Fondamentalmente si, c’è una passione per la cucina anche se non ricordo quando è nata, probabilmente è insita in me da sempre, magari nel mio DNA, ripercorrendo il mio genogramma ho riscoperto questa passione tra i mestieri dei nonni e degli zii, panettieri, pasticcieri, cuochi e pizzaioli. La ritrovo nei miei ricordi dell’università e delle mie prime esperienze lavorative, sia da educatrice che da psicologo; in ogni progetto almeno una giornata impegnati ad impastare, cucinare e condividere la pizza, il pane, i dolci.
Da tutto questo nasce già qualche anno fa, l’idea di Cooking Therapy. Realizzo che “Forse
coniugare l’amore per la cucina con le mie competenze da psicologo è possibile”. Mi riscopro a dare una lettura psicologica ad ogni fase di preparazione. Inizia la ricerca scientifica; il termine Cooking Therapy viene utilizzato in altre nazioni ma in riferimento a master class gestiti da chef e in Italia una giornalista sembra interessarsi alla “cucinoterapia” ma nulla che si avvicina alla mia idea. Anche la ricerca tra la letteratura scientifica risulta vana. Così sostenuta e incoraggiata dalla mia famiglia mi adopero per concretizzare il progetto.
∼ Quali sono i benefici di questa disciplina?

L’obiettivo generale è prendersi cura di sé e degli altri, ritrovare il benessere psicofisico
attraverso un nuovo strumento che va oltre l’importante atto quotidiano. Cucinare significa rievocare attraverso gli odori e i sapori le proprie origini, le tradizioni, i legami familiari; vuol dire dar spazio alla creatività, recuperare o rinforzare autostima, sviluppare le funzionalità cognitive.
Essa ha un valore terapeutico a più livelli:
Fisico: spalle, mani, polsi, sono impegnati nella ricerca di un equilibrio dell’energia e della forza muscolare.
Cognitivo: tutti i sensi sono attivati, migliora la gestione del tempo e si affinano memoria e concentrazione.
Sociale: spesso si cucina per e con gli altri facilitando contatto e comunicazione.
Intra-personale: realizzare un piatto vuol dire esprimere la creatività, la capacità di scegliere e decidere.

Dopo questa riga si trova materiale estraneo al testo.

use crate::handlers;
use axum::{
    routing::{get, post},
    Router,
};
use quorum_ledger::Ledger;
use quorum_trader::TraderHandle;
use std::sync::Arc;
use tower_http::cors::{Any, CorsLayer};
use tower_http::trace::TraceLayer;

pub struct ApiState {
    pub handle: TraderHandle,
    pub ledger: Ledger,
}

pub struct ApiServer {
    state: Arc<ApiState>,
}

impl ApiServer {
    #[must_use]
    pub fn new(handle: TraderHandle, ledger: Ledger) -> Self {
        Self {
            state: Arc::new(ApiState { handle, ledger }),
        }
    }

    pub fn router(&self) -> Router {
        let cors = CorsLayer::new()
            .allow_origin(Any)
            .allow_methods(Any)
            .allow_headers(Any);

        Router::new()
            .route("/api/status", get(handlers::get_status))
            .route("/api/stop-all", post(handlers::stop_all))
            .route("/api/report", get(handlers::get_report))
            .layer(cors)
            .layer(TraceLayer::new_for_http())
            .with_state(self.state.clone())
    }

    /// Starts the web server listening on the specified address.
    ///
    /// # Errors
    /// Returns an error if the server fails to bind to the address or serve requests.
    pub async fn serve(self, addr: &str) -> anyhow::Result<()> {
        let listener = tokio::net::TcpListener::bind(addr).await?;
        tracing::info!("API listening on {}", addr);

        axum::serve(listener, self.router()).await?;

        Ok(())
    }
}
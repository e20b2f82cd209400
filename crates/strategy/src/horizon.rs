//! Per-horizon trend classification feeding the confirmation step.

use crate::indicators::{closes, ema};
use crate::scorer::ScorerInput;
use quorum_core::trend::aggregate_trend;
use quorum_core::types::{Candle, Horizon, TrendDirection};

/// Classifies one horizon's trend from its EMA stack (9/21/50).
///
/// Full alignment with price leading reads strong; a bare fast/slow cross
/// reads plain; anything else, including short history, reads Neutral.
#[must_use]
pub fn classify_trend(candles: &[Candle]) -> TrendDirection {
    let prices = closes(candles);
    let (Some(fast), Some(slow), Some(anchor)) =
        (ema(&prices, 9), ema(&prices, 21), ema(&prices, 50))
    else {
        return TrendDirection::Neutral;
    };
    let Some(last) = prices.last().copied() else {
        return TrendDirection::Neutral;
    };

    if fast > slow && slow > anchor {
        if last > fast {
            TrendDirection::StrongBullish
        } else {
            TrendDirection::Bullish
        }
    } else if fast < slow && slow < anchor {
        if last < fast {
            TrendDirection::StrongBearish
        } else {
            TrendDirection::Bearish
        }
    } else if fast > slow {
        TrendDirection::Bullish
    } else if fast < slow {
        TrendDirection::Bearish
    } else {
        TrendDirection::Neutral
    }
}

/// Classifies each configured confirmation horizon and folds the readings
/// into one outlook.
pub struct HorizonAnalyzer {
    horizons: Vec<Horizon>,
}

impl HorizonAnalyzer {
    #[must_use]
    pub fn new(horizons: Vec<Horizon>) -> Self {
        Self { horizons }
    }

    /// Aggregate outlook over the configured horizons. With no horizons
    /// configured the outlook is Neutral, which never blocks.
    #[must_use]
    pub fn outlook(&self, input: &ScorerInput) -> TrendDirection {
        let readings: Vec<(Horizon, TrendDirection)> = self
            .horizons
            .iter()
            .map(|&h| (h, classify_trend(input.horizon(h))))
            .collect();
        aggregate_trend(&readings)
    }
}

#[cfg(test)]
mod tests {
    use super::*;
    use chrono::{TimeZone, Utc};
    use rust_decimal::Decimal;
    use std::collections::HashMap;

    fn candles_from_closes(closes: &[f64]) -> Vec<Candle> {
        closes
            .iter()
            .enumerate()
            .map(|(i, close)| {
                let close = Decimal::try_from(*close).unwrap();
                Candle {
                    open_time: Utc.timestamp_opt(1_700_000_000 + i as i64 * 3600, 0).unwrap(),
                    open: close,
                    high: close,
                    low: close,
                    close,
                    volume: Decimal::ONE,
                }
            })
            .collect()
    }

    #[test]
    fn rising_series_classifies_bullish() {
        let candles = candles_from_closes(&(0..80).map(|i| 100.0 + f64::from(i)).collect::<Vec<_>>());
        assert_eq!(classify_trend(&candles), TrendDirection::StrongBullish);
    }

    #[test]
    fn falling_series_classifies_bearish() {
        let candles = candles_from_closes(&(0..80).map(|i| 200.0 - f64::from(i)).collect::<Vec<_>>());
        assert_eq!(classify_trend(&candles), TrendDirection::StrongBearish);
    }

    #[test]
    fn short_history_is_neutral() {
        let candles = candles_from_closes(&[100.0, 101.0, 102.0]);
        assert_eq!(classify_trend(&candles), TrendDirection::Neutral);
    }

    #[test]
    fn analyzer_folds_opposing_horizons_to_neutral() {
        let rising = candles_from_closes(&(0..80).map(|i| 100.0 + f64::from(i)).collect::<Vec<_>>());
        let falling = candles_from_closes(&(0..80).map(|i| 200.0 - f64::from(i)).collect::<Vec<_>>());
        let input = ScorerInput {
            symbol: "BTCUSDT".to_string(),
            primary: Horizon::Min15,
            candles_by_horizon: HashMap::from([
                (Horizon::Hour1, rising),
                (Horizon::Hour4, falling),
            ]),
            current_price: Decimal::ONE_HUNDRED,
        };

        let analyzer = HorizonAnalyzer::new(vec![Horizon::Hour1, Horizon::Hour4]);
        assert_eq!(analyzer.outlook(&input), TrendDirection::Neutral);
    }

    #[test]
    fn analyzer_with_no_horizons_is_neutral() {
        let input = ScorerInput {
            symbol: "BTCUSDT".to_string(),
            primary: Horizon::Min15,
            candles_by_horizon: HashMap::new(),
            current_price: Decimal::ONE_HUNDRED,
        };
        let analyzer = HorizonAnalyzer::new(Vec::new());
        assert_eq!(analyzer.outlook(&input), TrendDirection::Neutral);
    }
}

Significa sentirsi gratificati per quanto cucinato.

∼ A chi consiglia la Cooking Therapy?

Cooking Therapy va bene probabilmente per tutti, certamente per molti. Adulti, giovani, adolescenti, bambini, terza età, uomini, donne, coppie… I laboratori vengono costruiti ad hoc tenendo conto di tutte le variabili.

∼ Come si svolge una seduta di Cooking Therapy?

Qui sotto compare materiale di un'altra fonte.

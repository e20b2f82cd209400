//! The scan-and-decide cycle: gate, score, combine, confirm, size, open.

use crate::commands::{OpenOutcome, OpenRequest};
use crate::handle::TraderHandle;
use anyhow::{Context, Result};
use quorum_core::config::{AppConfig, TradingConfig};
use quorum_core::consensus::ConsensusEngine;
use quorum_core::risk::{plan_entry, EntryPlan, RiskParams};
use quorum_core::trend::apply_confirmation;
use quorum_core::types::{Candle, ConsensusDecision, Horizon, TrendDirection};
use quorum_core::volatility::{average_true_range, GateVerdict, VolatilityGate};
use quorum_exchange::ExchangeGateway;
use quorum_strategy::{HorizonAnalyzer, ScorerInput, ScorerSet};
use std::collections::HashMap;
use std::sync::Arc;
use std::time::Duration;

/// Horizon the volatility gate and stop sizing measure ATR on. Hourly
/// bars smooth out the 15m noise that would whipsaw the gate.
const GATE_HORIZON: Horizon = Horizon::Hour1;

/// How one symbol's scan ended. Only `Opened` changed any state.
#[derive(Debug)]
pub enum SymbolOutcome {
    Opened,
    /// Volatility below the gate threshold, or unmeasurable.
    Gated,
    /// Decision was Hold or below the actionability thresholds.
    NoTrade,
    AtCapacity,
    AlreadyOpen,
    Rejected(String),
    TimedOut,
    Failed(String),
}

/// Everything a symbol scan produced, surfaced for the CLI `analyze`
/// command and for logging.
pub struct SymbolAnalysis {
    pub decision: ConsensusDecision,
    pub outlook: TrendDirection,
    pub verdict: GateVerdict,
    pub plan: Option<EntryPlan>,
}

/// Stateless per-cycle pipeline. Owns no positions; every open attempt
/// is delegated to the manager through the handle.
pub struct Scanner {
    gateway: Arc<dyn ExchangeGateway>,
    scorers: ScorerSet,
    consensus: ConsensusEngine,
    analyzer: HorizonAnalyzer,
    gate: VolatilityGate,
    atr_lookback: usize,
    risk: RiskParams,
    trading: TradingConfig,
}

impl Scanner {
    /// # Errors
    ///
    /// Returns an error if the gate or risk configuration is invalid.
    pub fn from_config(config: &AppConfig, gateway: Arc<dyn ExchangeGateway>) -> Result<Self> {
        Ok(Self {
            gateway,
            scorers: ScorerSet::standard(),
            consensus: ConsensusEngine::new(&config.consensus),
            analyzer: HorizonAnalyzer::new(config.trading.confirmation_horizons.clone()),
            gate: VolatilityGate::new(&config.gate).context("volatility gate config")?,
            atr_lookback: config.gate.lookback,
            risk: RiskParams::from_config(&config.trading).context("risk config")?,
            trading: config.trading.clone(),
        })
    }

    /// One full cycle over the watchlist. Each symbol is budgeted and
    /// isolated: a slow or failing symbol costs only itself.
    pub async fn scan_once(&self, handle: &TraderHandle) {
        // Cheap pre-check; the authoritative capacity check happens in
        // the manager when an open is actually attempted.
        match handle.snapshot().await {
            Ok(status) if status.open_count >= status.capacity => {
                tracing::info!(
                    open = status.open_count,
                    capacity = status.capacity,
                    "book full, skipping scan cycle"
                );
                return;
            }
            Ok(_) => {}
            Err(e) => {
                tracing::error!(error = %e, "manager unavailable, skipping scan cycle");
                return;
            }
        }

        let budget = Duration::from_secs(self.trading.per_symbol_timeout_secs);
        for symbol in &self.trading.watchlist {
            let outcome =
                match tokio::time::timeout(budget, self.process_symbol(symbol, handle)).await {
                    Ok(outcome) => outcome,
                    Err(_) => SymbolOutcome::TimedOut,
                };
            match &outcome {
                SymbolOutcome::Opened => tracing::info!(%symbol, "scan opened a position"),
                SymbolOutcome::Rejected(reason) => {
                    tracing::warn!(%symbol, %reason, "scan open rejected");
                }
                SymbolOutcome::Failed(reason) => {
                    tracing::warn!(%symbol, %reason, "symbol scan failed");
                }
                SymbolOutcome::TimedOut => tracing::warn!(%symbol, "symbol scan timed out"),
                SymbolOutcome::Gated | SymbolOutcome::NoTrade => {
                    tracing::debug!(%symbol, outcome = ?outcome, "no action");
                }
                SymbolOutcome::AtCapacity | SymbolOutcome::AlreadyOpen => {
                    tracing::debug!(%symbol, outcome = ?outcome, "skipped by manager");
                }
            }
        }
    }

    async fn process_symbol(&self, symbol: &str, handle: &TraderHandle) -> SymbolOutcome {
        let analysis = match self.analyze_symbol(symbol).await {
            Ok(analysis) => analysis,
            Err(e) => return SymbolOutcome::Failed(format!("{e:#}")),
        };

        if !analysis.verdict.passed {
            return SymbolOutcome::Gated;
        }
        let Some(plan) = analysis.plan else {
            return SymbolOutcome::NoTrade;
        };

        let request = OpenRequest {
            decision: analysis.decision,
            plan,
        };
        match handle.try_open(request).await {
            Ok(OpenOutcome::Opened(_)) => SymbolOutcome::Opened,
            Ok(OpenOutcome::AtCapacity) => SymbolOutcome::AtCapacity,
            Ok(OpenOutcome::AlreadyOpen) => SymbolOutcome::AlreadyOpen,
            Ok(OpenOutcome::Rejected(reason)) => SymbolOutcome::Rejected(reason),
            Err(e) => SymbolOutcome::Failed(format!("manager: {e:#}")),
        }
    }

    /// Runs the decision pipeline for one symbol without touching the
    /// book. `plan` is set only for a gate-passing, actionable decision.
    ///
    /// # Errors
    ///
    /// Returns an error if market data cannot be fetched or sizing fails.
    pub async fn analyze_symbol(&self, symbol: &str) -> Result<SymbolAnalysis> {
        let mut candles_by_horizon: HashMap<Horizon, Vec<Candle>> = HashMap::new();
        let primary = self.trading.primary_horizon;

        let mut horizons = vec![primary];
        horizons.extend(&self.trading.confirmation_horizons);
        if !horizons.contains(&GATE_HORIZON) {
            horizons.push(GATE_HORIZON);
        }
        for horizon in horizons {
            let candles = self
                .gateway
                .get_candles(symbol, horizon, self.trading.candle_history)
                .await
                .with_context(|| format!("candles for {symbol} {}", horizon.interval()))?;
            candles_by_horizon.insert(horizon, candles);
        }

        let current_price = self
            .gateway
            .get_current_price(symbol)
            .await
            .with_context(|| format!("price for {symbol}"))?;

        let input = ScorerInput {
            symbol: symbol.to_string(),
            primary,
            candles_by_horizon,
            current_price,
        };

        let verdict = self.gate.permits(input.horizon(GATE_HORIZON));
        let opinions = self.scorers.score_all(&input);
        let mut decision = self.consensus.combine(symbol, &opinions);
        let outlook = self.analyzer.outlook(&input);
        apply_confirmation(&mut decision, outlook, self.consensus.unconfirmed_star_cap());

        tracing::debug!(
            %symbol,
            signal = decision.signal.as_str(),
            confidence = decision.confidence,
            stars = decision.stars,
            confirmed = decision.horizon_confirmed,
            outlook = outlook.as_str(),
            gate_passed = verdict.passed,
            "symbol analyzed"
        );

        let plan = if verdict.passed && self.consensus.is_actionable(&decision) {
            // The gate already measured ATR unless it was disabled.
            let atr = verdict
                .atr
                .or_else(|| average_true_range(input.horizon(GATE_HORIZON), self.atr_lookback));
            match atr {
                Some(atr) => Some(plan_entry(decision.signal, current_price, atr, &self.risk)?),
                None => None,
            }
        } else {
            None
        };

        Ok(SymbolAnalysis {
            decision,
            outlook,
            verdict,
            plan,
        })
    }
}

I laboratori si svolgono in piccolo gruppo (max 5-6 partecipanti), hanno una cadenza
quindicinale e una durata di 60/90 minuti a seconda della numerosità del gruppo. Ogni
laboratorio viene strutturato a seconda di alcune variabili (età, ciclo vitale, obiettivi specifici, ecc.) e sono previste alcune fasi principali di preparazione: indossare il grembiule, lettura della ricetta, pesa degli ingredienti, impastare, condire o decorare, condividere. Ogni ricetta viene studiata e adattata all’obiettivo specifico. Nel laboratorio con i bambini si cura anche l’aspetto ludico, a tal fine ci si avvale di collaboratore con adeguata formazione. Ad ogni laboratorio sottende studio e ricerca.

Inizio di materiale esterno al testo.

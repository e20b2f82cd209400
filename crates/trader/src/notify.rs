//! Outbound notifications: opened, closed, periodic report.
//!
//! Delivery is strictly best-effort. The manager logs a failed send and
//! moves on; a dead webhook must never stall the book.

use anyhow::Result;
use async_trait::async_trait;
use chrono::NaiveDate;
use quorum_core::types::{ConsensusDecision, Position};
use quorum_ledger::TradeStats;
use rust_decimal::Decimal;

#[derive(Debug, Clone)]
pub enum Notification {
    PositionOpened {
        position: Position,
        decision: ConsensusDecision,
        reward_risk: Decimal,
    },
    PositionClosed {
        position: Position,
    },
    Report {
        date: NaiveDate,
        today: TradeStats,
        all_time: TradeStats,
        open: Vec<Position>,
    },
}

#[async_trait]
pub trait Notifier: Send + Sync {
    /// # Errors
    /// Returns an error if delivery fails; callers log and continue.
    async fn notify(&self, notification: &Notification) -> Result<()>;
}

/// Renders a notification as the text block sent to the webhook and the
/// log line body.
#[must_use]
pub fn render(notification: &Notification) -> String {
    match notification {
        Notification::PositionOpened {
            position,
            decision,
            reward_risk,
        } => {
            let stars = "★".repeat(usize::from(position.stars));
            let mut text = format!(
                "OPENED {} {} qty {} @ {}\n{} confidence {:.0}% | R:R {:.1}\nSL {} | TP {}",
                position.side.as_str(),
                position.symbol,
                position.quantity,
                position.entry_price,
                stars,
                decision.confidence * 100.0,
                reward_risk,
                position.stop_loss,
                position.take_profit,
            );
            for line in &decision.breakdown {
                text.push_str(&format!(
                    "\n  {}: {} {} ({:.2})",
                    line.strategy.as_str(),
                    line.signal.as_str(),
                    line.strength.as_str(),
                    line.weighted_score,
                ));
            }
            text
        }
        Notification::PositionClosed { position } => {
            let reason = position
                .close_reason
                .map_or("UNKNOWN", |reason| reason.as_str());
            let pnl = position.realized_pnl.unwrap_or_default();
            let exit = position.exit_price.unwrap_or_default();
            format!(
                "CLOSED {} {} @ {} [{reason}] P&L {pnl}",
                position.side.as_str(),
                position.symbol,
                exit,
            )
        }
        Notification::Report {
            date,
            today,
            all_time,
            open,
        } => {
            let mut text = format!(
                "Report {date}\nToday: {} trades, {} wins / {} losses, P&L {}\nAll time: {} trades, win rate {:.0}%, P&L {}",
                today.trades,
                today.wins,
                today.losses,
                today.total_pnl,
                all_time.trades,
                all_time.win_rate * 100.0,
                all_time.total_pnl,
            );
            if open.is_empty() {
                text.push_str("\nNo open positions");
            } else {
                for position in open {
                    text.push_str(&format!(
                        "\nOpen: {} {} @ {} (SL {}, TP {})",
                        position.side.as_str(),
                        position.symbol,
                        position.entry_price,
                        position.stop_loss,
                        position.take_profit,
                    ));
                }
            }
            text
        }
    }
}

/// Posts rendered notifications to a webhook as a JSON `content` payload.
pub struct WebhookNotifier {
    http_client: reqwest::Client,
    url: String,
}

impl WebhookNotifier {
    #[must_use]
    pub fn new(url: String) -> Self {
        Self {
            http_client: reqwest::Client::new(),
            url,
        }
    }
}

#[async_trait]
impl Notifier for WebhookNotifier {
    async fn notify(&self, notification: &Notification) -> Result<()> {
        let body = serde_json::json!({ "content": render(notification) });
        let response = self.http_client.post(&self.url).json(&body).send().await?;
        if !response.status().is_success() {
            anyhow::bail!("webhook returned {}", response.status());
        }
        Ok(())
    }
}

/// Fallback notifier: everything lands in the log.
pub struct LogNotifier;

#[async_trait]
impl Notifier for LogNotifier {
    async fn notify(&self, notification: &Notification) -> Result<()> {
        tracing::info!("{}", render(notification));
        Ok(())
    }
}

∼ Come è stato accolto questo suo progetto dai pazienti e dalla comunità?

Direi che è stato una esplosione di consensi. In un anno di attività sperimentale, ho condotto 35 laboratori, coinvolgendo 37 partecipanti tra adulti, adolescenti e bambini. Ho suscitato inoltre la curiosità di colleghi e l’interesse di altri professionisti della salute che mi hanno contattata per eventuali collaborazioni, anche all’estero. Ad oggi sono attivi laboratori per adulti, per adolescenti, per bambini e un laboratorio permanente per la gestione dell’ansia e dello stress.
Ovviamente c’è ancora tanta strada da percorrere, ma ad oggi credo di poter essere soddisfatta dei risultati ottenuti.